DATA FOR THIS TASK:
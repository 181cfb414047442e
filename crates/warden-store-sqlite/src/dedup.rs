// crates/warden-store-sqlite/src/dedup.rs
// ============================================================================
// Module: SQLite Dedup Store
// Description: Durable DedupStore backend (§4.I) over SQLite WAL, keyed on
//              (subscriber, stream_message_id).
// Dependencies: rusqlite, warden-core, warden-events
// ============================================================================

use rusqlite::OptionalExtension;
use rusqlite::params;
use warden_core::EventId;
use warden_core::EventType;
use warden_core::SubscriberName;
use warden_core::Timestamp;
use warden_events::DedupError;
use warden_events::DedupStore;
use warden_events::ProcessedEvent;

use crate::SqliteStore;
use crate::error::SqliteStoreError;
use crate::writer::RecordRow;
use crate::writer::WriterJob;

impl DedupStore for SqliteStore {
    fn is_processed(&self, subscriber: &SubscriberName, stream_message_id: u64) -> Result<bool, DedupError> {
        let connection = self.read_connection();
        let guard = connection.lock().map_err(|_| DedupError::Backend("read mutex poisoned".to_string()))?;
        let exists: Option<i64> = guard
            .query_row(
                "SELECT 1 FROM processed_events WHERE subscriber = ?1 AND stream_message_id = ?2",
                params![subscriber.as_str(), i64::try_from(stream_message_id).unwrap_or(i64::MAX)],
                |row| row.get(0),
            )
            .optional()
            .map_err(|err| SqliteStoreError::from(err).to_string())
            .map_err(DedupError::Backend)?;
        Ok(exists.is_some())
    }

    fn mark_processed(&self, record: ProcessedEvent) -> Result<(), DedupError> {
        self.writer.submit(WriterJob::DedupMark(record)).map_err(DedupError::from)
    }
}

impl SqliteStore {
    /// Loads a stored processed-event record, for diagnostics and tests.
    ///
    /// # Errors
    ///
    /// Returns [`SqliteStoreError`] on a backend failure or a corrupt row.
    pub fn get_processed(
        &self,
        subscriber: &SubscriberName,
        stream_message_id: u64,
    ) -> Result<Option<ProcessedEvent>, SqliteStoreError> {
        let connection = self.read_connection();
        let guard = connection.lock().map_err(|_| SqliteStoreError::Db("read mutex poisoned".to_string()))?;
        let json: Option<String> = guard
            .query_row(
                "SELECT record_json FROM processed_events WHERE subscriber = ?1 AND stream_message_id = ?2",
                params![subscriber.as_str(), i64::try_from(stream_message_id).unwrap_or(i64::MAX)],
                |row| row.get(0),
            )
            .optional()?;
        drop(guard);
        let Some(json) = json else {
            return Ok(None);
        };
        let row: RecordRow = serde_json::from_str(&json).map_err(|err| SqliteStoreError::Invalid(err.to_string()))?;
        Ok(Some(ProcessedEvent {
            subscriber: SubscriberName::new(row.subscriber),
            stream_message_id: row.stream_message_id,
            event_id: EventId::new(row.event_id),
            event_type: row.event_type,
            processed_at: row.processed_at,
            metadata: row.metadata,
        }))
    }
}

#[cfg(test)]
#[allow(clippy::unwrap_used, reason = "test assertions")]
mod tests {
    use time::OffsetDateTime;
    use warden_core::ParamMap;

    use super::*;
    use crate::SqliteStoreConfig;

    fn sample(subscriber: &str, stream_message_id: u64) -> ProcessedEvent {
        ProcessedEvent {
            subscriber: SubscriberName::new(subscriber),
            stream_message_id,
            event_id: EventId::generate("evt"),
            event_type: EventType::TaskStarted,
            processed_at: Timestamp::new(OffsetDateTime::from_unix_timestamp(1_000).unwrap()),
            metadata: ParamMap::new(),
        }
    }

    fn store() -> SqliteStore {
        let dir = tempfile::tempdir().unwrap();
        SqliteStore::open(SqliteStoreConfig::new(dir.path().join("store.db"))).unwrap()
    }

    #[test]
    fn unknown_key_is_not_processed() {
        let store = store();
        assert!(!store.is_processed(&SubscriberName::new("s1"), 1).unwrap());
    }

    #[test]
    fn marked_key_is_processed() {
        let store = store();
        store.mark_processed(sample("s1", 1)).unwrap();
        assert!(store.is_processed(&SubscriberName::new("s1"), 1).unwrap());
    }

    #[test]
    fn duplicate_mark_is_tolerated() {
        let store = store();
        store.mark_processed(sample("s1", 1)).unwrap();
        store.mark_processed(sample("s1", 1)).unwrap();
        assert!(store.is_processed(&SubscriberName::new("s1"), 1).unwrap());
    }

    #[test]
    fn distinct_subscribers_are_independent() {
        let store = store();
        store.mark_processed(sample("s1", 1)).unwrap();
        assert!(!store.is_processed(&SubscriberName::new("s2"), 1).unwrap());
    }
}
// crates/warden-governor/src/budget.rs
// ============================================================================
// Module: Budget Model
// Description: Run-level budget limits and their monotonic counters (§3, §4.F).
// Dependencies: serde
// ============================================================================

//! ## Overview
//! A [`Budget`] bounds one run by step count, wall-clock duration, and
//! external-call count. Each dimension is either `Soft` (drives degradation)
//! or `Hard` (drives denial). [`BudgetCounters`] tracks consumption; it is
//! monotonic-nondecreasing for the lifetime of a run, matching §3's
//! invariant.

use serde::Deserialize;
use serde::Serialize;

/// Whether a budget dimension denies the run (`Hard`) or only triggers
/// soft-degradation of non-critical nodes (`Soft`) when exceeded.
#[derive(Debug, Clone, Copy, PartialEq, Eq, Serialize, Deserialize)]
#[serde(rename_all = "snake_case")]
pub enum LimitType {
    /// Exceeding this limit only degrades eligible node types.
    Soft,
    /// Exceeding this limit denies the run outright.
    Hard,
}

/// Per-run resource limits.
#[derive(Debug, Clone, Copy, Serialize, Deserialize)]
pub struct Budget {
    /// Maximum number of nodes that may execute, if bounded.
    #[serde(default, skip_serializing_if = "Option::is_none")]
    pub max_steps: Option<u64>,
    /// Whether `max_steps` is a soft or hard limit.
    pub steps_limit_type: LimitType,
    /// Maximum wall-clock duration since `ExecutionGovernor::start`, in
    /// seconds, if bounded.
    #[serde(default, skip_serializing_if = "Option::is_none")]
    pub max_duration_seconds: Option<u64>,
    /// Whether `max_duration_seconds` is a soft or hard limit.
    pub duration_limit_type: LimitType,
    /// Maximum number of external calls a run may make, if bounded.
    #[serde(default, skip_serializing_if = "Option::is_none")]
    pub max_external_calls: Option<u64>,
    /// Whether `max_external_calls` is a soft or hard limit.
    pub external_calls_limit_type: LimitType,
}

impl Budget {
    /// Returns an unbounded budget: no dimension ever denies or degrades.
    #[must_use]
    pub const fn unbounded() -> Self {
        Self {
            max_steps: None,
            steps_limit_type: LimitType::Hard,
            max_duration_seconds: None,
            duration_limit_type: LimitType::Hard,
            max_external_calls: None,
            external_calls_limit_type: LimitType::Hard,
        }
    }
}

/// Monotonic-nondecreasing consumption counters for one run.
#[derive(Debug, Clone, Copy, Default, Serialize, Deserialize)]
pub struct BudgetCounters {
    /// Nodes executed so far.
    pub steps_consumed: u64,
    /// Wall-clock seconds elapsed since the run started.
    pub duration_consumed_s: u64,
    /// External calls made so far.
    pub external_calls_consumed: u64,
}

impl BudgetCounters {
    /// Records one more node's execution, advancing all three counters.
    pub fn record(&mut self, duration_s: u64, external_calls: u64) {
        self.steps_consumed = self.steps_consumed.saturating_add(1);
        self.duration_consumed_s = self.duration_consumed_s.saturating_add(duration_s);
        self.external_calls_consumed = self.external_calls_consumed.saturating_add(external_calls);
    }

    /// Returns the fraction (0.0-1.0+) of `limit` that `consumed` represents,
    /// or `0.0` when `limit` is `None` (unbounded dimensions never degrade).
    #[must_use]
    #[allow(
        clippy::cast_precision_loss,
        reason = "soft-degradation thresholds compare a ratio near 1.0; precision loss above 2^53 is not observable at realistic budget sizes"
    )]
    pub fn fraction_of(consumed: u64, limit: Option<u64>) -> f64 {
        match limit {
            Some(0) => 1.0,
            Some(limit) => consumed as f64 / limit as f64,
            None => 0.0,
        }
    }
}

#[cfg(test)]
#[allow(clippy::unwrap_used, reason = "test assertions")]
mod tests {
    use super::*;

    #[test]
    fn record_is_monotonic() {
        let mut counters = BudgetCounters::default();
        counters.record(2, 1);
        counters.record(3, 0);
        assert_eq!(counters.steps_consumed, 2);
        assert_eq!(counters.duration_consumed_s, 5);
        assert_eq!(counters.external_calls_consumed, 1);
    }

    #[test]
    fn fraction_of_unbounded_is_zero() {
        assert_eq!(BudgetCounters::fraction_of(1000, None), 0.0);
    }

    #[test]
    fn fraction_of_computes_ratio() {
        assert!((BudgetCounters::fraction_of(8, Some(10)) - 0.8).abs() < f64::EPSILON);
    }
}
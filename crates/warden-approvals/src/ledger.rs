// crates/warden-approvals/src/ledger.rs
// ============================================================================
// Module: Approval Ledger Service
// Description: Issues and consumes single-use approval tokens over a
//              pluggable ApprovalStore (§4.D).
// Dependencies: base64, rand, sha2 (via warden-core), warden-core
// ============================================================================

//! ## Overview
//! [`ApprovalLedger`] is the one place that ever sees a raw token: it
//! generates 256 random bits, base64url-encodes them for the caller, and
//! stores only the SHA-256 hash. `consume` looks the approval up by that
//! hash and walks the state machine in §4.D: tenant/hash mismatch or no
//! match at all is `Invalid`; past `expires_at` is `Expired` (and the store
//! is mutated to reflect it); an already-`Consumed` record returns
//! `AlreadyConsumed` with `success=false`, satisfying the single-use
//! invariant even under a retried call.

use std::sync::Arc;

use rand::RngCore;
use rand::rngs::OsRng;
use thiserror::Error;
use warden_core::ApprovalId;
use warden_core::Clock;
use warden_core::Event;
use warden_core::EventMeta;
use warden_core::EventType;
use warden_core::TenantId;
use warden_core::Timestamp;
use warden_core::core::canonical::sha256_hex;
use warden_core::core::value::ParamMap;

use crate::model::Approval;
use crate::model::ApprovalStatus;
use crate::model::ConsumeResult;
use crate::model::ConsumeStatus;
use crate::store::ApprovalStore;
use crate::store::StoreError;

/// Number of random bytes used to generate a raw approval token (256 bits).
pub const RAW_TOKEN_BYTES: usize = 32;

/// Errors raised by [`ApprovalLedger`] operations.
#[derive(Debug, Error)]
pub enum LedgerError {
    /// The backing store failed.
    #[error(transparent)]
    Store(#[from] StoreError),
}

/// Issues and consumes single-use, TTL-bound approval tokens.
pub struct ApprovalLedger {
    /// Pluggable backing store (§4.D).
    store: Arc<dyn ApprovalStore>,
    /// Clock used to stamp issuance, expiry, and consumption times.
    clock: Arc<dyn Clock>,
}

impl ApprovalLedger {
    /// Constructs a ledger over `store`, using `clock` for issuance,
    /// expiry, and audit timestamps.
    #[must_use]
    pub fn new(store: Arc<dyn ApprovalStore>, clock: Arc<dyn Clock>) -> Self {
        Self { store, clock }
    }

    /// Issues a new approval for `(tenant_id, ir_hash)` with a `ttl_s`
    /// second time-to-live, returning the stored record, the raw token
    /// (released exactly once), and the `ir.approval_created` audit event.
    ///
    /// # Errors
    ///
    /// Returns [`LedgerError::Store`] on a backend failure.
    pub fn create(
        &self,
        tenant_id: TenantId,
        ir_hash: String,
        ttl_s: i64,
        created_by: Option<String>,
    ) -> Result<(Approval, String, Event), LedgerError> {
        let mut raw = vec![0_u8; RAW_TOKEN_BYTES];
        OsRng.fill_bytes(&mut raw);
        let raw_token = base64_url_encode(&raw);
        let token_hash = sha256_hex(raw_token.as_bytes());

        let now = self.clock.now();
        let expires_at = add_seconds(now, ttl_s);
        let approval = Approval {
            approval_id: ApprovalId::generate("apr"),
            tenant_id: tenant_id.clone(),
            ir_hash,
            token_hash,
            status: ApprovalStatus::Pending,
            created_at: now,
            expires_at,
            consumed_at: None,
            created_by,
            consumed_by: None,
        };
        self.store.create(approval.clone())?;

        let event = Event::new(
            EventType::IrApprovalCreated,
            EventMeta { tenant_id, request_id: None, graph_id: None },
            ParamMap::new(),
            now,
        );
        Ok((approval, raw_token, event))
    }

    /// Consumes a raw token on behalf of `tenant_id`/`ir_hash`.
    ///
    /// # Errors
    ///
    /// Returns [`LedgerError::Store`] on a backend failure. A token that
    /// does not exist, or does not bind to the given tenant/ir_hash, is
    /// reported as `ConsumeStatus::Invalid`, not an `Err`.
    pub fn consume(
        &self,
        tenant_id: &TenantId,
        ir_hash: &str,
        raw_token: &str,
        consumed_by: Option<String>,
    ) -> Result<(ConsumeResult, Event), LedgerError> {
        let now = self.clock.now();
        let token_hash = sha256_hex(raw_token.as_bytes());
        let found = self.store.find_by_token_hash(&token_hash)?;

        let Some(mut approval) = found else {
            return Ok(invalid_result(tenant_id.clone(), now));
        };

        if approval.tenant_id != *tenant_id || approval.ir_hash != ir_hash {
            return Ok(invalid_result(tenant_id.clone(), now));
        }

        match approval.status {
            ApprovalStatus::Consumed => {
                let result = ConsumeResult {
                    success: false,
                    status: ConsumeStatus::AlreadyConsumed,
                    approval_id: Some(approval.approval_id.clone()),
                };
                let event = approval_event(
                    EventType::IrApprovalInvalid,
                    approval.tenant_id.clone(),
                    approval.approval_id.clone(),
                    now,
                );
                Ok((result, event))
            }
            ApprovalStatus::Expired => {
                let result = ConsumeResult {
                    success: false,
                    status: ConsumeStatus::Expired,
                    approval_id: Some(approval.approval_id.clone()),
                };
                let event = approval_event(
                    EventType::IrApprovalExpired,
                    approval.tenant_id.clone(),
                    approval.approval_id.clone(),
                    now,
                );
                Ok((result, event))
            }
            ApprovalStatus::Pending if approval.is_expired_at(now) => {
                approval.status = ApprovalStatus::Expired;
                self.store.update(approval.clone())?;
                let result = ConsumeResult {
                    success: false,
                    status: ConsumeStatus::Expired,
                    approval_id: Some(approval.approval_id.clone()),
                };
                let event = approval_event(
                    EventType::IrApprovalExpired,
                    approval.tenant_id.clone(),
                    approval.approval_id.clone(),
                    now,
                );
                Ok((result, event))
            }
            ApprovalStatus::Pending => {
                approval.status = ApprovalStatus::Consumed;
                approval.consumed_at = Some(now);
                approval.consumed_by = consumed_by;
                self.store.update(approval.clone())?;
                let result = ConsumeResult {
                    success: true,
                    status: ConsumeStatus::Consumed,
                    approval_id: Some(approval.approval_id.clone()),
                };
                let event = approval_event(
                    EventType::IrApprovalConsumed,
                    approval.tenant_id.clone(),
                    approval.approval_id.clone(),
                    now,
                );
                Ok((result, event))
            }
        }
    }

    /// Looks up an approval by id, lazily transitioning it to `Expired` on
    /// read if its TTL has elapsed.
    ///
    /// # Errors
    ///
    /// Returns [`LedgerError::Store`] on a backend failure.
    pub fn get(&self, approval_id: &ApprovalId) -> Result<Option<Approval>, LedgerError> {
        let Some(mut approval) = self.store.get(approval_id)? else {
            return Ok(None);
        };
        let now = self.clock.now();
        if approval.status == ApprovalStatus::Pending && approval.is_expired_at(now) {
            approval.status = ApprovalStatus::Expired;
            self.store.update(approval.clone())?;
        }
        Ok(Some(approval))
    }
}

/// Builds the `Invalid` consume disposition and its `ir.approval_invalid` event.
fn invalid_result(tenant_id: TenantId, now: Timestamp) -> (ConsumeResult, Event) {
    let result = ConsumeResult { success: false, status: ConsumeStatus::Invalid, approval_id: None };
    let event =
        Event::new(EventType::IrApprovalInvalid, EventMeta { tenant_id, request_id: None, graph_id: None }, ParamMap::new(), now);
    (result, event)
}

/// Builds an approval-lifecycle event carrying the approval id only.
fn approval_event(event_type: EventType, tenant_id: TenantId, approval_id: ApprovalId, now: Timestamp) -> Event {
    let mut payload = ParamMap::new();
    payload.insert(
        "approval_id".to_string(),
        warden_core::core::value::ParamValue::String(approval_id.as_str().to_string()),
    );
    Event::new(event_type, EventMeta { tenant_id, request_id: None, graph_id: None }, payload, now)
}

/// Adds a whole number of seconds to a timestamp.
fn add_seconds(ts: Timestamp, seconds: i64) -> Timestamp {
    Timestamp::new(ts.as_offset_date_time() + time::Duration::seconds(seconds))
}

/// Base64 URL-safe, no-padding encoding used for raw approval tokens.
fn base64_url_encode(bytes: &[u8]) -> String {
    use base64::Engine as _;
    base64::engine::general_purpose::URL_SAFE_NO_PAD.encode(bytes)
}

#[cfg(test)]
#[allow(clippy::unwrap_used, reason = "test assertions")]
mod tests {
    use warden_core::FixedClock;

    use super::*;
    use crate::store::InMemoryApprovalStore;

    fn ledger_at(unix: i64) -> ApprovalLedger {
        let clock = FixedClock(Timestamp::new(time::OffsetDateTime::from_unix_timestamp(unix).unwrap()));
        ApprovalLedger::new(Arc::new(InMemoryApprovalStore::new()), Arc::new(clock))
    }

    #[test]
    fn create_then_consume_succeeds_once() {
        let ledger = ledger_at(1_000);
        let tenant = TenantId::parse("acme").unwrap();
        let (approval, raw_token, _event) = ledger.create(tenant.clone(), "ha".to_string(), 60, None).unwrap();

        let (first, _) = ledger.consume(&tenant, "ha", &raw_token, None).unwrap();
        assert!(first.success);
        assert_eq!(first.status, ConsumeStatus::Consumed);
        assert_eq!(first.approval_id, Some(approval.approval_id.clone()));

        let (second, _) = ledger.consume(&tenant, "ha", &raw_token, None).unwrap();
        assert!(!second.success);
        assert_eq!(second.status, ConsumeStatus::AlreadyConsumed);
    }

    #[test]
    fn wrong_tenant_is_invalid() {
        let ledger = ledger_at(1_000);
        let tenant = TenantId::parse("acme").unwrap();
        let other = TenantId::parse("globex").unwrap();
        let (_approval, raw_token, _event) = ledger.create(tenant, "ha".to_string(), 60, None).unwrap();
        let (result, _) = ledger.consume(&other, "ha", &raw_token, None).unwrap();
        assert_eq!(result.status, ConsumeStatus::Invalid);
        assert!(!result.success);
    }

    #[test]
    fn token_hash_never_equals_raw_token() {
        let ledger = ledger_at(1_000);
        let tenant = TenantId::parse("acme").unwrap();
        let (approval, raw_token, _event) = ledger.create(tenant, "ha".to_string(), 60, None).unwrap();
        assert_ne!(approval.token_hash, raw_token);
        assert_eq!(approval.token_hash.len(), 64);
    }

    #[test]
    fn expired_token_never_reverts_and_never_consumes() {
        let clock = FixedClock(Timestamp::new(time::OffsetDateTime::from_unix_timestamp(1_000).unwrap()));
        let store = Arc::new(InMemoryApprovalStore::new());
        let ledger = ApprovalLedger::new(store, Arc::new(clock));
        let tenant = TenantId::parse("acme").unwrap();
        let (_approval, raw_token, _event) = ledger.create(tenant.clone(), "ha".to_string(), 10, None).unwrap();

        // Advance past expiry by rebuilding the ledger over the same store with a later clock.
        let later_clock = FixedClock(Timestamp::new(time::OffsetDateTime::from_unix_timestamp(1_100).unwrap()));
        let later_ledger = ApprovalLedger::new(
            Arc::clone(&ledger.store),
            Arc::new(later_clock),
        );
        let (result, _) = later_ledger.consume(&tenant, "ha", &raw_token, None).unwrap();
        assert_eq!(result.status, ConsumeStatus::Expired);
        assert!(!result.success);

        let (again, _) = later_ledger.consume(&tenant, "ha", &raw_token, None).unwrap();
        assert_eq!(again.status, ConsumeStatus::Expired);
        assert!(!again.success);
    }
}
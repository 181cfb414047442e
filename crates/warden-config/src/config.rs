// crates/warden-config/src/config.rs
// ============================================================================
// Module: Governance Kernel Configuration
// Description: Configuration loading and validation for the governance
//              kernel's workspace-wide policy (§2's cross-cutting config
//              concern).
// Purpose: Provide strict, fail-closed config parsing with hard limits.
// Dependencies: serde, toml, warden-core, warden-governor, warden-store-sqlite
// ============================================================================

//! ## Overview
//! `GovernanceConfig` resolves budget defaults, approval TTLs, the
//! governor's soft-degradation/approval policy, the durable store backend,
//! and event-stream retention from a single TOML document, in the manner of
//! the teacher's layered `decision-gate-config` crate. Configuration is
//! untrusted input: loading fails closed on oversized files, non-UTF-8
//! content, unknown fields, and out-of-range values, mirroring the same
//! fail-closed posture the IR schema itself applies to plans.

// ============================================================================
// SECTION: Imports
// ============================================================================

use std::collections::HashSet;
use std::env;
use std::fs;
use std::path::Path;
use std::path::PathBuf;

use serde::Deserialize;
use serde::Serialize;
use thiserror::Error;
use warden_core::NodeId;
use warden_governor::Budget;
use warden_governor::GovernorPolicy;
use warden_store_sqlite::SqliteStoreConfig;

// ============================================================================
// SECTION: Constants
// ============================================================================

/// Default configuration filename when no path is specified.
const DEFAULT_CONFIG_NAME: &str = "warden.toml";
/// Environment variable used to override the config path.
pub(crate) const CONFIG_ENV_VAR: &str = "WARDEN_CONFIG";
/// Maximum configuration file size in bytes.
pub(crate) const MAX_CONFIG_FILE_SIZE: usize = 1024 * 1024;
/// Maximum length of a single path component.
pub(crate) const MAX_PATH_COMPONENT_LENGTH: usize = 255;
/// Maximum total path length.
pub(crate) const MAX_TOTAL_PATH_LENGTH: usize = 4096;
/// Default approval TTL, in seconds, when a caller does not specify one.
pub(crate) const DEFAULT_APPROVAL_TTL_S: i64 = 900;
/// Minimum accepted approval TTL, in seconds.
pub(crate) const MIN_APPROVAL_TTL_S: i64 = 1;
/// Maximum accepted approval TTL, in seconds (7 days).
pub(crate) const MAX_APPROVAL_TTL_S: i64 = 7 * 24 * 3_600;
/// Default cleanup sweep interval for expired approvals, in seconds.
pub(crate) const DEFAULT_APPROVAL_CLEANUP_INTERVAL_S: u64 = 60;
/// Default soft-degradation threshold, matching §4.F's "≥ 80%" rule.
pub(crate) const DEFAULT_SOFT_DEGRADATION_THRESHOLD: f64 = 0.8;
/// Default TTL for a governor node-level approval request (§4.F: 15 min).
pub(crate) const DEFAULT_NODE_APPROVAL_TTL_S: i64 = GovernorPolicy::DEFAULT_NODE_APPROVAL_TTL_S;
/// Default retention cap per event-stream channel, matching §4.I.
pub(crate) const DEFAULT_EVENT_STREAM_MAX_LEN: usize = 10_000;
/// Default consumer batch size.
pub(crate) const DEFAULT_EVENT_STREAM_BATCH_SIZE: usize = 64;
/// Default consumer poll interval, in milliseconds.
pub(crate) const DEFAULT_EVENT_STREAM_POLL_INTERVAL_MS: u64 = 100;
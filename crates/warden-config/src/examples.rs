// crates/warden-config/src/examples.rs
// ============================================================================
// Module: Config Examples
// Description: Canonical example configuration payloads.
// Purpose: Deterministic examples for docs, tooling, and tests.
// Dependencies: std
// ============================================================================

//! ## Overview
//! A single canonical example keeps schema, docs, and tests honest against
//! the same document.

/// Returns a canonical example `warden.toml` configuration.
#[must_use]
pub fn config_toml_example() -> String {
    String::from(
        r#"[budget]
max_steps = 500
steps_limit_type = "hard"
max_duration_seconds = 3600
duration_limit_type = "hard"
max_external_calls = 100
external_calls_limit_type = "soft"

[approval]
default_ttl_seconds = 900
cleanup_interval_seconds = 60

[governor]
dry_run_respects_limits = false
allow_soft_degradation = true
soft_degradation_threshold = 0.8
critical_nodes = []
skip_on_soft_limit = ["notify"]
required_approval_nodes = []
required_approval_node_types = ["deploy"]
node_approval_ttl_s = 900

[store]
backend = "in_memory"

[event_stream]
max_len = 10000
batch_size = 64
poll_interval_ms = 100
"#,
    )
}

WORK TO BE COMPLETED:
Go through the material above, and wherever a line contains the string "Description", return it.

SOLUTION:
// Description: Durable DedupStore backend (§4.I) over SQLite WAL, keyed on
// Description: Run-level budget limits and their monotonic counters (§3, §4.F).
// Description: Issues and consumes single-use approval tokens over a
// Description: Configuration loading and validation for the governance
// Description: Canonical example configuration payloads.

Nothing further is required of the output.